La visite du Général de Gaulle y met fermement un terme. Le général est particulièrement dur avec les communistes, le CNL (qui tentent de parler seuls à seuls avec de Gaulle en ... l'enfermant dans un bureau) et avec l'agent britannique George Starr (dit "colonel Hilaire"). Dans la voiture qui le conduit de Blagnac à Toulouse, le Général s'offusque notamment en apprenant que celui-ci aurait dit à Pierre Bertaux :
- « Je suis le colonel « Hilaire », j'ai 700 hommes armés, j'ai dans ma poche un ordre signé Churchill et de Gaulle et, s'il y a le bordel ici, je tape sur la table et je dis : "Ici, c'est moi qui commande." »
- Et vous ne l'avez pas fait arrêter sur le champ ? demande le Général.
- Non, « Hilaire » avait avec lui 700 hommes armés.
- Vous ne l'avez pas invité à déjeuner avec moi, au moins ?
- Bien sûr que si, il s'est battu près de deux ans dans le maquis, en invoquant votre nom.
- Eh bien ! Vous lui direz que je ne veux pas prendre un repas avec lui."
A l'issue du repas (qui eut lieu), le Général demanda à Bertaux de faire quitter sur le champ le territoire à celui qui lui aurait dit: « Je suis un militaire britannique en opération. J'ai un commandement à exercer. Je ne le quitterai que sur ordre de mes supérieurs à Londres. Je vous emmerde ; vous êtes le chef d'un gouvernement provisoire que les Alliés n'ont pas reconnu ! ». Bertaux fit dire à « Hilaire » qu'il prenne tout son temps pour faire ses adieux et ses bagages.
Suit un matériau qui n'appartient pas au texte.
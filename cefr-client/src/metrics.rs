//! Catalogue of the linguistic metrics returned with a prediction.
//!
//! The catalogue is a fixed, ordered table. Each row names a formatting rule
//! instead of carrying its own closure; [`format_value`] interprets the rule.

use crate::config::Locale;
use crate::messages::LocalizedText;
use crate::types::PredictionResult;
use serde::Serialize;
use std::fmt;

/// Family a metric belongs to
#[derive(Debug, Clone, Copy, PartialEq, Eq, Hash, Serialize)]
#[serde(rename_all = "lowercase")]
pub enum MetricGroup {
    Lexical,
    Syntax,
    Pos,
    Tense,
    Readability,
}

impl MetricGroup {
    pub fn as_str(self) -> &'static str {
        match self {
            MetricGroup::Lexical => "lexical",
            MetricGroup::Syntax => "syntax",
            MetricGroup::Pos => "pos",
            MetricGroup::Tense => "tense",
            MetricGroup::Readability => "readability",
        }
    }
}

impl fmt::Display for MetricGroup {
    fn fmt(&self, f: &mut fmt::Formatter<'_>) -> fmt::Result {
        f.write_str(self.as_str())
    }
}

/// How a raw metric value is turned into display text
#[derive(Debug, Clone, Copy, PartialEq, Eq)]
pub enum FormatRule {
    /// Fraction in [0, 1] shown as a percentage
    Percent { decimals: usize },
    /// Average word count, shown with a localized unit
    Words { decimals: usize },
    /// Plain continuous score
    Score { decimals: usize },
}

/// Static description of one metric
#[derive(Debug, Clone, Copy, PartialEq, Eq)]
pub struct MetricDescriptor {
    pub key: &'static str,
    pub label: LocalizedText,
    pub group: MetricGroup,
    pub description: LocalizedText,
    pub rule: FormatRule,
}

impl MetricDescriptor {
    pub fn format(&self, value: f64, locale: Locale) -> String {
        format_value(self.rule, value, locale)
    }
}

/// A metric from a particular result, ready for display
#[derive(Debug, Clone, PartialEq, Serialize)]
pub struct RenderedMetric {
    pub key: &'static str,
    pub label: &'static str,
    pub group: MetricGroup,
    pub value: f64,
    pub display: String,
}

const WORDS_UNIT: LocalizedText = LocalizedText::new("words", "слів");

/// Round half away from zero to `decimals` places and format with exactly that many digits
pub fn format_fixed(value: f64, decimals: usize) -> String {
    let factor = 10f64.powi(decimals as i32);
    let rounded = (value * factor).round() / factor;
    format!("{:.*}", decimals, rounded)
}

/// Render `value` according to `rule`
pub fn format_value(rule: FormatRule, value: f64, locale: Locale) -> String {
    match rule {
        FormatRule::Percent { decimals } => format!("{}%", format_fixed(value * 100.0, decimals)),
        FormatRule::Words { decimals } => {
            format!("{} {}", format_fixed(value, decimals), WORDS_UNIT.get(locale))
        }
        FormatRule::Score { decimals } => format_fixed(value, decimals),
    }
}

static METRICS: [MetricDescriptor; 12] = [
    MetricDescriptor {
        key: "sem_share_rare_zipf_lt_4",
        label: LocalizedText::new("Rare words", "Рідкісні слова"),
        group: MetricGroup::Lexical,
        description: LocalizedText::new(
            "Share of words that are very rare in English.\nA higher value means a harder text.",
            "Частка слів, які дуже рідко зустрічаються в англійській мові. \nБільший показник = текст складніший.",
        ),
        rule: FormatRule::Percent { decimals: 1 },
    },
    MetricDescriptor {
        key: "syn_avg_sentence_length",
        label: LocalizedText::new("Average sentence length", "Середня довжина речення"),
        group: MetricGroup::Syntax,
        description: LocalizedText::new(
            "How many words one sentence contains on average.\nLonger sentences mean a harder text.",
            "Скільки слів у середньому міститься в одному реченні. \nДовші речення = вища складність тексту.",
        ),
        rule: FormatRule::Words { decimals: 1 },
    },
    MetricDescriptor {
        key: "syn_share_complex_sentences",
        label: LocalizedText::new("Complex sentences", "Складні речення"),
        group: MetricGroup::Syntax,
        description: LocalizedText::new(
            "Share of sentences with several subordinate clauses or a complex structure.\nMore complex sentences mean a higher CEFR level.",
            "Частка речень, що містять кілька підрядних або складну структуру.\nБільше складних речень = вищий рівень CEFR. ",
        ),
        rule: FormatRule::Percent { decimals: 0 },
    },
    MetricDescriptor {
        key: "morph_share_nouns",
        label: LocalizedText::new("Nouns", "Іменники"),
        group: MetricGroup::Pos,
        description: LocalizedText::new(
            "Percentage of nouns in the text.\nMany nouns are typical of descriptive or academic texts.",
            "Відсоток іменників у тексті.\nБагато іменників характерно для описових або академічних текстів. ",
        ),
        rule: FormatRule::Percent { decimals: 0 },
    },
    MetricDescriptor {
        key: "morph_share_verbs",
        label: LocalizedText::new("Verbs", "Дієслова"),
        group: MetricGroup::Pos,
        description: LocalizedText::new(
            "Percentage of verbs in the text.\nA high value means an active style with a lot of action.",
            "Відсоток дієслів у тексті.\n Високий показник означає активний стиль і дії в тексті.",
        ),
        rule: FormatRule::Percent { decimals: 0 },
    },
    MetricDescriptor {
        key: "morph_share_adj",
        label: LocalizedText::new("Adjectives", "Прикметники"),
        group: MetricGroup::Pos,
        description: LocalizedText::new(
            "Share of adjectives.\nMany adjectives make a text more detailed and descriptive.",
            "Частка прикметників.\nВелика кількість прикметників робить текст більш деталізованим та описовим. ",
        ),
        rule: FormatRule::Percent { decimals: 0 },
    },
    MetricDescriptor {
        key: "morph_tense_past_share",
        label: LocalizedText::new("Past tense", "Минулий час"),
        group: MetricGroup::Tense,
        description: LocalizedText::new(
            "Share of verbs in the past tense.\nTypical of narratives and stories.",
            "Частка дієслів у минулому часі.\nХарактерно для наративів та історій. ",
        ),
        rule: FormatRule::Percent { decimals: 0 },
    },
    MetricDescriptor {
        key: "morph_tense_present_share",
        label: LocalizedText::new("Present tense", "Теперішній час"),
        group: MetricGroup::Tense,
        description: LocalizedText::new(
            "Share of verbs in the present tense.\nTypical of general descriptions, instructions and facts.",
            "Частка дієслів у теперішньому часі.\nТипово для загальних описів, інструкцій, фактів. ",
        ),
        rule: FormatRule::Percent { decimals: 0 },
    },
    MetricDescriptor {
        key: "morph_share_perfect",
        label: LocalizedText::new("Perfect forms", "Перфектні форми"),
        group: MetricGroup::Tense,
        description: LocalizedText::new(
            "Share of constructions such as have done, has been.\nThey tend to signal a more advanced writer.",
            "Частка конструкцій типу have done, has been.\nЇхня поява частіше свідчить про вищий рівень грамотності. ",
        ),
        rule: FormatRule::Percent { decimals: 0 },
    },
    MetricDescriptor {
        key: "read_fkgl",
        label: LocalizedText::new("Flesch–Kincaid Grade Level", "Flesch–Kincaid Grade Level"),
        group: MetricGroup::Readability,
        description: LocalizedText::new(
            "Classic readability metric: the school grade needed to understand the text.\nA higher score means a harder text.",
            "Класична метрика читабельності: оцінює, який \"шкільний рівень\" потрібен, щоб зрозуміти текст.\nВищий бал = складніший текст. ",
        ),
        rule: FormatRule::Score { decimals: 1 },
    },
    MetricDescriptor {
        key: "read_fog",
        label: LocalizedText::new("Gunning Fog Index", "Gunning Fog Index"),
        group: MetricGroup::Readability,
        description: LocalizedText::new(
            "Difficulty estimate based on long sentences and complex words.\nValues above 12 often indicate a professional or academic style.",
            "Оцінка складності, що враховує довгі речення та складні слова.\nПоказник понад 12 часто вказує на професійний або академічний стиль. ",
        ),
        rule: FormatRule::Score { decimals: 1 },
    },
    MetricDescriptor {
        key: "read_smog",
        label: LocalizedText::new("SMOG Index", "SMOG Index"),
        group: MetricGroup::Readability,
        description: LocalizedText::new(
            "Estimates the reader maturity required from the number of complex words.\nWorks well for short texts.",
            "Метрика оцінки зрілості читача на основі кількості складних слів.\nДобре працює для коротких текстів. ",
        ),
        rule: FormatRule::Score { decimals: 1 },
    },
];

/// Read-only access to the metric catalogue
pub struct MetricRegistry;

impl MetricRegistry {
    /// All metrics in display order
    pub fn all() -> &'static [MetricDescriptor] {
        &METRICS
    }

    pub fn iter() -> impl Iterator<Item = &'static MetricDescriptor> {
        METRICS.iter()
    }

    pub fn get(key: &str) -> Option<&'static MetricDescriptor> {
        METRICS.iter().find(|metric| metric.key == key)
    }

    pub fn by_group(group: MetricGroup) -> impl Iterator<Item = &'static MetricDescriptor> {
        METRICS.iter().filter(move |metric| metric.group == group)
    }

    /// Render the catalogued metrics present in `result`, in catalogue order.
    ///
    /// Metrics missing from the result are skipped, as are result metrics the
    /// catalogue does not know.
    pub fn render(result: &PredictionResult, locale: Locale) -> Vec<RenderedMetric> {
        let Some(values) = result.metrics.as_ref() else {
            return Vec::new();
        };

        METRICS
            .iter()
            .filter_map(|metric| {
                values.get(metric.key).map(|&value| RenderedMetric {
                    key: metric.key,
                    label: metric.label.get(locale),
                    group: metric.group,
                    value,
                    display: metric.format(value, locale),
                })
            })
            .collect()
    }
}

#[cfg(test)]
mod tests {
    use super::*;
    use std::collections::{BTreeMap, HashSet};

    #[test]
    fn test_catalogue_keys_are_unique() {
        let keys: HashSet<&str> = MetricRegistry::iter().map(|m| m.key).collect();
        assert_eq!(keys.len(), MetricRegistry::all().len());
    }

    #[test]
    fn test_catalogue_order() {
        let all = MetricRegistry::all();
        assert_eq!(all.first().map(|m| m.key), Some("sem_share_rare_zipf_lt_4"));
        assert_eq!(all.last().map(|m| m.key), Some("read_smog"));
        assert_eq!(MetricRegistry::by_group(MetricGroup::Pos).count(), 3);
        assert_eq!(MetricRegistry::by_group(MetricGroup::Readability).count(), 3);
    }

    #[test]
    fn test_percent_formatting() {
        let rare = MetricRegistry::get("sem_share_rare_zipf_lt_4").unwrap();
        assert_eq!(rare.format(0.1234, Locale::En), "12.3%");

        let nouns = MetricRegistry::get("morph_share_nouns").unwrap();
        assert_eq!(nouns.format(0.284, Locale::En), "28%");
        // halves round away from zero
        assert_eq!(nouns.format(0.125, Locale::En), "13%");
    }

    #[test]
    fn test_words_formatting_is_localized() {
        let length = MetricRegistry::get("syn_avg_sentence_length").unwrap();
        assert_eq!(length.format(17.04, Locale::En), "17.0 words");
        assert_eq!(length.format(17.06, Locale::Uk), "17.1 слів");
    }

    #[test]
    fn test_score_formatting() {
        let fkgl = MetricRegistry::get("read_fkgl").unwrap();
        assert_eq!(fkgl.format(9.0, Locale::En), "9.0");
        assert_eq!(fkgl.format(11.96, Locale::En), "12.0");
    }

    #[test]
    fn test_format_fixed() {
        assert_eq!(format_fixed(2.5, 0), "3");
        assert_eq!(format_fixed(-2.5, 0), "-3");
        assert_eq!(format_fixed(0.005, 3), "0.005");
        assert_eq!(format_fixed(1.0, 2), "1.00");
    }

    #[test]
    fn test_render_skips_absent_metrics() {
        let mut metrics = BTreeMap::new();
        metrics.insert("read_smog".to_string(), 10.44);
        metrics.insert("morph_share_verbs".to_string(), 0.21);
        metrics.insert("sem_unknown_metric".to_string(), 1.0);

        let result = PredictionResult {
            metrics: Some(metrics),
            ..PredictionResult::new(4, "B2")
        };

        let rendered = MetricRegistry::render(&result, Locale::En);
        assert_eq!(rendered.len(), 2);
        assert_eq!(rendered[0].key, "morph_share_verbs");
        assert_eq!(rendered[0].display, "21%");
        assert_eq!(rendered[1].label, "SMOG Index");
        assert_eq!(rendered[1].display, "10.4");
    }

    #[test]
    fn test_render_without_metrics() {
        let result = PredictionResult::new(1, "A1");
        assert!(MetricRegistry::render(&result, Locale::Uk).is_empty());
    }
}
Mobilisé comme lieutenant interprète, puis pour faire de la radio en langue allemande au ministère de l'information, il fonde dès décembre 1940, un réseau résistant à Clermont Ferrand, et prend le contact avec la France libre à Londres en juin 1941. Après plusieurs missions de renseignement en zone occupée, il fonde le groupe "Bertaux" qui reçoit des parachutages à Fonsorbes pour les sabotages de la zone Sud. Arrêté par la sureté, jugé il est interné à Toulouse entre 1941 et 1943, puis passe dans la clandestinité, participant comme chef d'équipe de parachutage à l'action dans les Pyrénées. Contacté "sur un banc" pour être commissaire suppléant de la libération à Toulouse, il est finalement désigné pour assurer l'autorité du gouvernement provisoire à Toulouse et sur toute la région, après la libération de la ville, à cause de la grave blessure du commissaire de la République titulaire Jean Cassou, son compagnon de cellule entre 1941 et 1943, lors d'une fusillade par les Allemands le 20 aout 1944. Pierre Séailles est son attaché militaire.
Avec humour, il raconte dans ses mémoires qu'il eut du mal à s'imposer en particulier face à l'influence des FFI locaux de Serge Ravanel et au CNL, comité des résistants du maquis, qui souhaite conserver un pouvoir local marqué. La description qu'il fait de la progressive prise de possession de sa chaise, puis de son bureau, puis de son téléphone, montre une réelle difficulté à mettre de l'ordre entre les différents groupes armés locaux. Cela conduisit à une inquiétude du gouvernement sur une éventuelle "république rouge" à Toulouse.